Em 26.09.2000 a CNEN autorizou a subida de carga para 100%. Às 14:30 de 28 de setembro com 98% da capacidade, seu gerador produzia 1.350 MW, potência acima da esperada (1.309 MW). O teste de aumento de potência, que aconteceu em setembro de 2002 demonstrou que Angra II pode atingir uma potência de 1.436 MWe. A central é uma das tábuas de salvação com que o país conta para enfrentar a demanda de energia elétrica no momento em que o governo diz temer o "blackout". Em 17.10.2001 atingiu 1.374 MW.

Até fins de dezembro de 2000 a unidade esteve em pré-operação (try-operation) e já apresentou algumas falhas operacionais, implicando na sua retirada do sistema. Mas com Angra II aumentaram as preocupações quanto ao Plano de Emergência e a destinação dos rejeitos radioativos.

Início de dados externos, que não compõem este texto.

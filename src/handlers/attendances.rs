// src/handlers/attendances.rs

use axum::{
    extract::{Path, State},
    response::Response,
    routing::get,
    Router,
};
use axum_extra::extract::cookie::CookieJar;

use crate::{
    common::{
        db_utils::WithEmployee,
        error::AppError,
        form::Bound,
        view::{redirect_with_flash, Flash, Page},
    },
    config::AppState,
    handlers::{
        choices_or_empty, redirect_missing_id, redirect_on_failure, render, render_write_failure,
        today, Messages,
    },
    models::attendance::{Attendance, AttendanceForm},
};

const MESSAGES: Messages = Messages {
    list_path: "/Attendances",
    id_not_provided: "Attendance ID not provided.",
    not_found: "Attendance record not found.",
    id_mismatch: "Attendance ID mismatch.",
    load_list_error: "Error loading attendance records. Please try again.",
    load_create_error: "Error loading create form.",
    load_details_error: "Error loading attendance details.",
    load_edit_error: "Error loading attendance for editing.",
    load_delete_error: "Error loading attendance for deletion.",
    create_error: "Error creating attendance record. Please try again.",
    update_error: "Error updating attendance record. Please try again.",
    delete_error: "Error deleting attendance record. Please try again.",
};

pub fn routes() -> Router<AppState> {
    Router::new()
        .route("/Attendances", get(index))
        .route("/Attendances/Index", get(index))
        .route("/Attendances/Details", get(missing_id))
        .route("/Attendances/Details/{id}", get(details))
        .route("/Attendances/Create", get(create_form).post(create))
        .route("/Attendances/Edit", get(missing_id))
        .route("/Attendances/Edit/{id}", get(edit_form).post(edit))
        .route("/Attendances/Delete", get(missing_id))
        .route("/Attendances/Delete/{id}", get(delete_confirm).post(delete))
}

// GET /Attendances
pub async fn index(State(app_state): State<AppState>, jar: CookieJar) -> Response {
    match app_state.attendance_service.list().await {
        Ok(records) => render(jar, Page::new("Attendances/Index", records)),
        Err(e) => {
            tracing::error!("🔥 Falha ao listar presenças: {}", e);
            let page = Page::new("Attendances/Index", Vec::<WithEmployee<Attendance>>::new())
                .with_flash(Some(Flash::error(MESSAGES.load_list_error)));
            render(jar, page)
        }
    }
}

async fn missing_id(jar: CookieJar) -> Response {
    redirect_missing_id(jar, &MESSAGES)
}

// GET /Attendances/Details/{id}
pub async fn details(
    State(app_state): State<AppState>,
    jar: CookieJar,
    Path(id): Path<i64>,
) -> Response {
    match app_state.attendance_service.get_detail(id).await {
        Ok(record) => render(jar, Page::new("Attendances/Details", record)),
        Err(e) => redirect_on_failure(jar, &MESSAGES, e, MESSAGES.load_details_error),
    }
}

// GET /Attendances/Create
pub async fn create_form(State(app_state): State<AppState>, jar: CookieJar) -> Response {
    match app_state.attendance_service.employee_choices(None).await {
        Ok(employees) => {
            let page = Page::new("Attendances/Create", AttendanceForm::with_defaults(today()))
                .with_employees(employees);
            render(jar, page)
        }
        Err(e) => redirect_on_failure(jar, &MESSAGES, e, MESSAGES.load_create_error),
    }
}

// POST /Attendances/Create
pub async fn create(
    State(app_state): State<AppState>,
    jar: CookieJar,
    bound: Bound<AttendanceForm>,
) -> Response {
    let result = match bound.converted() {
        Ok(form) => app_state.attendance_service.create(form).await,
        Err(e) => Err(e),
    };
    match result {
        Ok(_) => redirect_with_flash(
            jar,
            MESSAGES.list_path,
            Flash::success("Attendance record created successfully!"),
        ),
        Err(e) => {
            let employees =
                choices_or_empty(app_state.attendance_service.employee_choices(bound.form.employee_id).await);
            let page = Page::new("Attendances/Create", bound.form).with_employees(employees);
            render_write_failure(jar, page, e, MESSAGES.create_error)
        }
    }
}

// GET /Attendances/Edit/{id}
pub async fn edit_form(
    State(app_state): State<AppState>,
    jar: CookieJar,
    Path(id): Path<i64>,
) -> Response {
    let service = &app_state.attendance_service;
    let loaded = async {
        let record = service.get(id).await?;
        let employees = service.employee_choices(Some(record.employee_id)).await?;
        Ok::<_, AppError>((record, employees))
    };

    match loaded.await {
        Ok((record, employees)) => {
            let page = Page::new("Attendances/Edit", AttendanceForm::from(&record))
                .with_employees(employees);
            render(jar, page)
        }
        Err(e) => redirect_on_failure(jar, &MESSAGES, e, MESSAGES.load_edit_error),
    }
}

// POST /Attendances/Edit/{id}
pub async fn edit(
    State(app_state): State<AppState>,
    jar: CookieJar,
    Path(id): Path<i64>,
    bound: Bound<AttendanceForm>,
) -> Response {
    if bound.form.id != Some(id) {
        tracing::warn!("⚠️ ID divergente na edição de presença: rota {} / formulário {:?}", id, bound.form.id);
        return redirect_with_flash(jar, MESSAGES.list_path, Flash::error(MESSAGES.id_mismatch));
    }

    let result = match bound.converted() {
        Ok(form) => app_state.attendance_service.update(id, form).await,
        Err(e) => Err(e),
    };
    match result {
        Ok(_) => redirect_with_flash(
            jar,
            MESSAGES.list_path,
            Flash::success("Attendance record updated successfully!"),
        ),
        Err(AppError::NotFound) => {
            redirect_with_flash(jar, MESSAGES.list_path, Flash::error(MESSAGES.not_found))
        }
        Err(e) => {
            let employees =
                choices_or_empty(app_state.attendance_service.employee_choices(bound.form.employee_id).await);
            let page = Page::new("Attendances/Edit", bound.form).with_employees(employees);
            render_write_failure(jar, page, e, MESSAGES.update_error)
        }
    }
}

// GET /Attendances/Delete/{id}
pub async fn delete_confirm(
    State(app_state): State<AppState>,
    jar: CookieJar,
    Path(id): Path<i64>,
) -> Response {
    match app_state.attendance_service.get_detail(id).await {
        Ok(record) => render(jar, Page::new("Attendances/Delete", record)),
        Err(e) => redirect_on_failure(jar, &MESSAGES, e, MESSAGES.load_delete_error),
    }
}

// POST /Attendances/Delete/{id}
pub async fn delete(
    State(app_state): State<AppState>,
    jar: CookieJar,
    Path(id): Path<i64>,
) -> Response {
    match app_state.attendance_service.delete(id).await {
        Ok(()) => redirect_with_flash(
            jar,
            MESSAGES.list_path,
            Flash::success("Attendance record deleted successfully!"),
        ),
        Err(e) => redirect_on_failure(jar, &MESSAGES, e, MESSAGES.delete_error),
    }
}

Angra II foi sincronizada no sistema elétrico às 9h 06 min do dia 21 de janeiro de 2001, adiantando-se ao cronograma previsto para o dia 23, para a instalação de um novo transformador, danificado em outubro de 2000. Num horizonte de escassez energética, a contribuição de Angra II foi significativa e deu força à construção da unidade III. Angra II poderá funcionar até 2040, podendo ser estendida até 2060. Construída com tecnologia alemã, Angra II custou cerca de R$ 12 bilhões. Pelos cálculos de especialistas do setor vale R$ 2,5 bilhões. Concorreu como a unidade termonuclear com a mais alta performance mundial no ano de 2001.

Angra III

Angra III ainda é um buraco escavado na rocha a 200 m de Angra II, mas 43% de seus equipamentos já foram comprados e estão guardados em 24 galpões na Central Nuclear e em Itaguaí, na NUCLEP. São cerca de 10 mil t de equipamentos comprados da Alemanha, que chegaram ao Brasil a partir de 1986.

O atraso do projeto impôs uma série de desafios aos construtores de Angra II. Depois de 23 anos de paredes pichadas por trabalhadores, uma Comissão Parlamentar de Inquérito e um interminável confronto entre os a favor e os contra, ficamos conhecidos na comunidade nuclear internacional como exímios armazenadores de US$ 750 milhões (equipamentos e início das obras civis). Tanto que Cuba solicitou ajuda para cuidar do que sobrou de sua Central Nuclear de Juragua em Cienfuegos, interrompida pelo esfacelamento do parceiro, a União Soviética.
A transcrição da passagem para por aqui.